Chiapperino, Luca (Author)
Panese, Francesco (Author)
This paper builds upon historico-epistemological analyses of plasticity across the nineteenth and twentieth centuries to distinguish among uses of this notion in contemporary epigenetics. By digging into this diachronic phase of plasticity thinking, we highlight a series of historically situated understandings and pragmatic dimensions of this notion. Specifically, our analysis describes four distinct phases in plasticity thinking across the nineteenth and twentieth centuries: (1) plasticity as chemical modification of the body by its milieu; (2) plasticity as explanandum for the modifications of life’s ontogenetic and phylogenetic substrates; (3) plasticity as mechanistic process in need of distinct explanations in ontogeny and phylogeny; and (4) plasticity as responsive potential to perturbations of a complex genetic system of development. These four versions of plasticity provide, in turn, the opportunity to discern synchronically the uses of this notion in epigenetic biosciences. Fleshing out these historical ramifications animating the present, we argue, highlights a fundamental epistemological disagreement at the basis of the controversies around the definition, scope, and epistemic priorities of epigenetics: how to reconcile the contemporary epistemologies of plasticity that hold epigenetic marks capable of bearing the material impression of the environment with those grounded on a strong view of (epigenetic) plasticity as operating under genetic control?

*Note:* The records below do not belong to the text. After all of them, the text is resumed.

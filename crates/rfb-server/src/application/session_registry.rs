//! SessionRegistry: one desktop session per user identity.
//!
//! The registry is the only structure shared between threads.  Lookup and
//! insertion happen under one lock, so two connections authenticating as the
//! same identity at the same moment always end up in the same session.
//!
//! # Ownership (for beginners)
//!
//! A session is handed out as a [`SessionHandle`], an `Arc<Mutex<_>>`.  The
//! registry keeps one strong reference; every connection routed to the
//! session keeps another.  Removing the registry entry tears the session
//! down (clients disconnected, desktop stopped) even if some connection
//! still holds a handle, so a late event finds an empty, stopped session
//! rather than a dangling one.

use std::collections::HashMap;
use std::sync::{Arc, Mutex, MutexGuard, PoisonError};

use tracing::{debug, info};

use super::desktop_session::{DesktopSession, SessionError};
use super::policy::SessionPolicy;
use crate::infrastructure::backend::BackendFactory;

/// Shared, lockable reference to one session.
pub type SessionHandle = Arc<Mutex<DesktopSession>>;

/// Locks `handle`, recovering the session if a previous holder panicked.
pub fn lock_session(handle: &SessionHandle) -> MutexGuard<'_, DesktopSession> {
    handle.lock().unwrap_or_else(PoisonError::into_inner)
}

pub struct SessionRegistry {
    sessions: Mutex<HashMap<String, SessionHandle>>,
    factory: Box<dyn BackendFactory>,
    policy: SessionPolicy,
}

impl SessionRegistry {
    pub fn new(factory: Box<dyn BackendFactory>, policy: SessionPolicy) -> Self {
        Self {
            sessions: Mutex::new(HashMap::new()),
            factory,
            policy,
        }
    }

    pub fn policy(&self) -> &SessionPolicy {
        &self.policy
    }

    /// Returns the session for `identity`, creating it on first use.
    ///
    /// # Errors
    ///
    /// [`SessionError::Backend`] if the factory has no backend for the
    /// identity.  Nothing is registered in that case.
    pub fn get_or_create(&self, identity: &str) -> Result<SessionHandle, SessionError> {
        let mut sessions = self.lock_sessions();
        if let Some(handle) = sessions.get(identity) {
            return Ok(Arc::clone(handle));
        }

        let backend = self.factory.create(identity)?;
        let session = DesktopSession::new(identity, backend, self.policy.clone());
        let handle = Arc::new(Mutex::new(session));
        sessions.insert(identity.to_string(), Arc::clone(&handle));
        info!("created desktop session for {identity}");
        Ok(handle)
    }

    pub fn get(&self, identity: &str) -> Option<SessionHandle> {
        self.lock_sessions().get(identity).cloned()
    }

    /// Drops the entry for `identity` and tears its session down.
    ///
    /// Returns `false` if there was no such session.
    pub fn remove(&self, identity: &str) -> bool {
        // Release the registry lock before touching the session.
        let removed = self.lock_sessions().remove(identity);
        match removed {
            Some(handle) => {
                debug!("removing desktop session for {identity}");
                lock_session(&handle).shutdown();
                true
            }
            None => false,
        }
    }

    /// Handles to every live session, in no particular order.
    pub fn sessions(&self) -> Vec<SessionHandle> {
        self.lock_sessions().values().cloned().collect()
    }

    pub fn identities(&self) -> Vec<String> {
        self.lock_sessions().keys().cloned().collect()
    }

    pub fn len(&self) -> usize {
        self.lock_sessions().len()
    }

    pub fn is_empty(&self) -> bool {
        self.lock_sessions().is_empty()
    }

    /// Tears down every session and empties the registry.
    pub fn shutdown_all(&self) {
        let drained: Vec<SessionHandle> = self.lock_sessions().drain().map(|(_, h)| h).collect();
        for handle in drained {
            lock_session(&handle).shutdown();
        }
    }

    fn lock_sessions(&self) -> MutexGuard<'_, HashMap<String, SessionHandle>> {
        self.sessions.lock().unwrap_or_else(PoisonError::into_inner)
    }
}

impl Drop for SessionRegistry {
    fn drop(&mut self) {
        self.shutdown_all();
    }
}

#[cfg(test)]
mod tests {
    use super::*;
    use crate::application::client_connection::{AccessRights, ClientConnection};
    use crate::application::desktop_session::{Admission, REASON_SERVER_SHUTDOWN};
    use crate::infrastructure::backend::mock::RecordingBackend;
    use crate::infrastructure::backend::{BackendError, DesktopBackend};
    use crate::infrastructure::transport::mock::RecordingTransport;
    use std::sync::atomic::{AtomicUsize, Ordering};
    use std::time::Instant;
    use uuid::Uuid;

    fn counting_registry() -> (SessionRegistry, Arc<AtomicUsize>) {
        let created = Arc::new(AtomicUsize::new(0));
        let counter = Arc::clone(&created);
        let factory = move |identity: &str| -> Result<Box<dyn DesktopBackend>, BackendError> {
            if identity == "nobody" {
                return Err(BackendError::UnknownIdentity(identity.to_string()));
            }
            counter.fetch_add(1, Ordering::SeqCst);
            let (backend, _) = RecordingBackend::new(64, 64);
            Ok(Box::new(backend))
        };
        (
            SessionRegistry::new(Box::new(factory), SessionPolicy::default()),
            created,
        )
    }

    #[test]
    fn test_get_or_create_returns_same_session_for_same_identity() {
        // Arrange
        let (registry, created) = counting_registry();

        // Act
        let first = registry.get_or_create("alice").expect("create");
        let second = registry.get_or_create("alice").expect("lookup");

        // Assert
        assert!(Arc::ptr_eq(&first, &second));
        assert_eq!(created.load(Ordering::SeqCst), 1);
        assert_eq!(registry.len(), 1);
    }

    #[test]
    fn test_get_or_create_keeps_identities_apart() {
        let (registry, created) = counting_registry();

        let alice = registry.get_or_create("alice").expect("alice");
        let bob = registry.get_or_create("bob").expect("bob");

        assert!(!Arc::ptr_eq(&alice, &bob));
        assert_eq!(created.load(Ordering::SeqCst), 2);
        assert_eq!(lock_session(&bob).identity(), "bob");
    }

    #[test]
    fn test_get_or_create_propagates_factory_failure_without_registering() {
        let (registry, _) = counting_registry();

        let result = registry.get_or_create("nobody");

        assert!(matches!(
            result,
            Err(SessionError::Backend(BackendError::UnknownIdentity(_)))
        ));
        assert!(registry.is_empty());
    }

    #[test]
    fn test_concurrent_get_or_create_creates_one_session() {
        // Arrange
        let (registry, created) = counting_registry();

        // Act
        let handles: Vec<SessionHandle> = std::thread::scope(|scope| {
            let workers: Vec<_> = (0..8)
                .map(|_| scope.spawn(|| registry.get_or_create("carol").expect("create")))
                .collect();
            workers
                .into_iter()
                .map(|w| w.join().expect("worker panicked"))
                .collect()
        });

        // Assert
        assert_eq!(created.load(Ordering::SeqCst), 1);
        assert!(handles.windows(2).all(|pair| Arc::ptr_eq(&pair[0], &pair[1])));
    }

    #[test]
    fn test_remove_tears_down_session_and_disconnects_clients() {
        // Arrange
        let (registry, _) = counting_registry();
        let handle = registry.get_or_create("dave").expect("create");
        let (transport, probe) = RecordingTransport::new("10.1.1.1:5901");
        {
            let mut session = lock_session(&handle);
            session.start_desktop().expect("start");
            let mut client = ClientConnection::new(Uuid::new_v4(), Box::new(transport), Instant::now());
            client.mark_authenticated(AccessRights::FULL);
            assert!(matches!(session.client_ready(client, true), Admission::Joined));
        }

        // Act
        let removed = registry.remove("dave");

        // Assert
        assert!(removed);
        assert!(registry.get("dave").is_none());
        assert_eq!(probe.shutdown_reason().as_deref(), Some(REASON_SERVER_SHUTDOWN));
        let session = lock_session(&handle);
        assert!(!session.is_started());
        assert!(session.clients().is_empty());
    }

    #[test]
    fn test_remove_unknown_identity_returns_false() {
        let (registry, _) = counting_registry();
        assert!(!registry.remove("eve"));
    }

    #[test]
    fn test_shutdown_all_empties_registry() {
        let (registry, _) = counting_registry();
        registry.get_or_create("alice").expect("alice");
        registry.get_or_create("bob").expect("bob");

        registry.shutdown_all();

        assert!(registry.is_empty());
    }
}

Parallel to this analysis of the epistemic space of plasticity from the nineteenth century onward, we show how these distinct modes of understanding body–environment relationships also constituted conceptual, representational, and experimental resources for understanding the entanglement between life as a biological and socially situated phenomenon. These different traces of biosocial thinking ante litteram, we conclude, provide a blueprint to interrogate today’s assumptions, values, (social) ontologies, and political leanings behind similar attempts to interpret the biosocial nexus that links our biology with its material, social, and cultural environments.